Do corpo à mente, da emoção ao pensamento
Em jeito de "axiomas":
- Num texto que escrevi há tempos sobre as ideias de António Damásio, e que o notável neurocientista disse estar em conformidade com o seu pensamento, eu dizia que a emoção é a primeira forma de pensamento.
- Arbitrariamente, olhamos e começamos a falar do desenvolvimento do ser humano a partir do nascimento.
- Sabemos, cada vez mais claramente, que o bebé humano nasce com uma espantosa capacidade de entender e aprendizagem, e de estabelecer laços.
- As emoções acontecem no corpo e são reacções a estímulos que surgem de fora do indivíduo e também de dentro dele.
- O cérebro é constantemente informado por tudo o que acontece no corpo e de tudo guarda registo em estruturas neurológicas pré-estabelecidas.
- Parece que uma das mais radicais diferenças entre o ser humano e os outros animais é a sua capacidade de simbolização - que, no meu entender, se sustenta nessa capacidade que o cérebro tem de recolher informação sobre tudo o que se passa no corpo e dos registos que disso faz.
- Será facilmente consensual considerar que, quando nasce, o ser humano está sob o império da pressão das necessidades básicas ligadas à fome, ao sono, à temperatura corporal e à eliminação fisiológica.
- A sobrecarga (de produtos a eliminar - a urina e as fezes) e a carência (de alimentos, de sono, de calor) fisiológica provoca tensão neurofisiológica, que desperta um sinal de alerta sobre a forma de uma emoção - é como se o bebé "toma consciência" de que qualquer coisa não esta bem consigo.
- Dependente dos cuidados da mãe (ou de quem a substitua), absolutamente dependente, o bebé humano vem instintivamente programado para estabelecer laços - por necessidade, e (pelo menos secundariamente) por desejo; mais, parece que traz consigo competências instintivas fazer despertar nos outros o desejo de se ligarem a ele.

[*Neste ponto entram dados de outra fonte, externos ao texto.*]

//! Divergent keyspaces are detected and explained

use crate::common::*;
use kvparity::MismatchKind;

#[tokio::test]
async fn extra_key_on_one_target() {
    let servers = start_targets(2).await;
    let seeder = seeder_for(&servers, acceptance_config()).await;
    seeder.run(0.1).await.unwrap();
    servers[0].command(&["SET", "x", "1"]);

    let a = seeder.capture(&servers[0].endpoint()).await.unwrap();
    let b = seeder.capture(&servers[1].endpoint()).await.unwrap();
    assert!(!seeder.compare(a, b).await.unwrap());

    let diff = seeder.compare_report(a, b).await.unwrap();
    assert_eq!(diff.keys(), vec!["x"]);
    assert_eq!(diff.mismatches[0].kinds, vec![MismatchKind::MissingRight]);
    assert!(diff.to_string().contains("db0:x: missing on right"));
}

#[tokio::test]
async fn changed_value_is_value_mismatch() {
    let servers = start_targets(2).await;
    let seeder = seeder_for(&servers, small_config(100)).await;
    seeder.run(0.1).await.unwrap();

    let a = seeder.capture(&servers[0].endpoint()).await.unwrap();
    let key = seeder
        .snapshot(a)
        .unwrap()
        .entries
        .iter()
        .find(|(k, s)| k.db == 0 && s.value_type == ValueType::String)
        .map(|(k, _)| k.key.display())
        .expect("a string key");
    servers[1].command(&["APPEND", key.as_str(), "!"]);

    let b = seeder.capture(&servers[1].endpoint()).await.unwrap();
    let diff = seeder.compare_report(a, b).await.unwrap();
    assert_eq!(diff.keys(), vec![key.as_str()]);
    assert_eq!(diff.mismatches[0].kinds, vec![MismatchKind::ValueDiffers]);
}

#[tokio::test]
async fn different_seeds_diverge() {
    let servers = start_targets(2).await;
    let first = seeder_for(&servers[..1], small_config(100)).await;
    first.run(0.1).await.unwrap();

    let mut other = small_config(100);
    other.workload = other.workload.with_seed(7);
    let second = seeder_for(&servers[1..], other).await;
    second.run(0.1).await.unwrap();

    let handle = first.capture(&servers[0].endpoint()).await.unwrap();
    assert!(!first
        .compare_with_target(handle, &servers[1].endpoint())
        .await
        .unwrap());
}

#[tokio::test]
async fn empty_target_differs_from_seeded_one() {
    let servers = start_targets(2).await;
    let seeder = seeder_for(&servers[..1], small_config(50)).await;
    seeder.run(0.1).await.unwrap();
    let handle = seeder.capture(&servers[0].endpoint()).await.unwrap();

    assert!(!seeder
        .compare_with_target(handle, &servers[1].endpoint())
        .await
        .unwrap());
    assert_eq!(servers[1].dbsize(0), 0);
}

- Ao nascer, a criança reage como se fosse apenas um ser vegetativo, limitado aos processos de assimilação e desassimilação. A sua consciência elementar só conhece dois estados: o de neutralidade e o de incomunidade, quando sente a depleção das vísceras (Wallon), isto é, quando sente sede ou fome. (1)
- Pouco a pouco a mãe introduz, através das várias formas de comunicação - contacto cutâneo, movimentos que executa, alimentos que administra, palavras e carícias -, mais do que o bebé necessita para a sua satisfação fisiológica, algo que dá prazer. (1)
- Na verdade, não é sequer concebível que as relações da mãe com a criança se baseiem apenas em cuidados de ordem exclusivamente vegetativa. O que a mãe introduz a mais na sua relação com a criança, o que ela procura impor-lhe, tem um carácter emocional-afectivo a que pode chamar-se linguagem (comunicação ou linguagem extraverbal). (1)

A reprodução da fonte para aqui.